The optimized LTXVideo support is based on LTXVideo 0.9.7 13B at 46.5GB. The model will be auto-downloaded on first use.

Warning

Due to model size, quantization and offloading are highly recommended.

Parameters

The model works best at resolutions under 1280×720 with fewer than 257 frames.

Conditions

The model supports default text-to-video workflow and can optionally use image-to-video or video-to-video conditioning. In video-to-video mode, you can set the maximum number of frames and skip every n-th frame from the input video.

LoRA

Official LTXVideo LoRAs can be downloaded from HuggingFace. These include LoRAs to modify conditioning behavior, such as Canny/Pose/Depth LoRAs that work with pre-processed images or videos as conditioning input.

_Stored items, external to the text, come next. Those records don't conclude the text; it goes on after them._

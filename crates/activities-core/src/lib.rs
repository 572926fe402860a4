pub mod activity;
pub mod directory;
pub mod error;
pub mod seed;

pub use activity::Activity;
pub use directory::{Confirmation, Directory, Listing};
pub use error::{ActivityError, Result};
pub use seed::SeedActivity;
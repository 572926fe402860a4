use serde::{Deserialize, Serialize};

/// A single extracurricular offering. The activity's name is its key in the
/// [`Directory`](crate::Directory) and is not repeated here.
#[derive(Debug, Clone, PartialEq, Eq, Serialize, Deserialize)]
pub struct Activity {
    pub description: String,
    pub schedule: String,
    /// Advisory capacity. Signups are not rejected once it is reached.
    pub max_participants: u32,
    /// Participant emails in signup order.
    #[serde(default)]
    pub participants: Vec<String>,
}

impl Activity {
    pub fn new(
        description: impl Into<String>,
        schedule: impl Into<String>,
        max_participants: u32,
    ) -> Self {
        Self {
            description: description.into(),
            schedule: schedule.into(),
            max_participants,
            participants: Vec::new(),
        }
    }

    pub fn with_participants<I, S>(mut self, emails: I) -> Self
    where
        I: IntoIterator<Item = S>,
        S: Into<String>,
    {
        self.participants = emails.into_iter().map(Into::into).collect();
        self
    }

    pub fn is_participant(&self, email: &str) -> bool {
        self.participants.iter().any(|p| p == email)
    }

    /// Remaining capacity. Negative when the activity is oversubscribed.
    pub fn spots_left(&self) -> i64 {
        i64::from(self.max_participants) - self.participants.len() as i64
    }

    /// Returns the first email that appears more than once, if any.
    pub(crate) fn first_duplicate(&self) -> Option<&str> {
        let mut seen = std::collections::HashSet::new();
        self.participants
            .iter()
            .find(|p| !seen.insert(p.as_str()))
            .map(String::as_str)
    }
}

// ---------------------------------------------------------------------------
// Tests
// ---------------------------------------------------------------------------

The official repo also provides a Distilled LoRA to reduce required step count and improve video quality.

Third-party LoRAs should work but are not tested.

Video Encoding

Important

Video support requires ffmpeg to be installed and available in the PATH

Video location is set in Settings → Image Paths → Video.

Video is encoded using the selected codec and codec options. Default codec is libx264. Use the refresh button to see codecs available on your system. By default, the model does not create image files, but this can be enabled in video settings.

Tip

Hardware-accelerated codecs (e.g. hevc_nvenc) appear at the top of the list. Use them whenever possible.

[!WARNING] Video encoding can be very memory intensive depending on the codec and number of frames.

Advanced Video Options

Any specified video options are sent to ffmpeg as-is. For example, the default crf:16 specifies video quality vs. compression ratio (lower is better).

For details, see the FFmpeg encoding documentation.

Interpolation

Video can optionally have additional interpolated frames added using the RIFE interpolation method. For example, a 10-second 30fps video normally requires 300 frames. Setting 3 interpolated frames means only 100 frames are generated, with 200 additional frames interpolated between them. The final video fps and duration remain unchanged.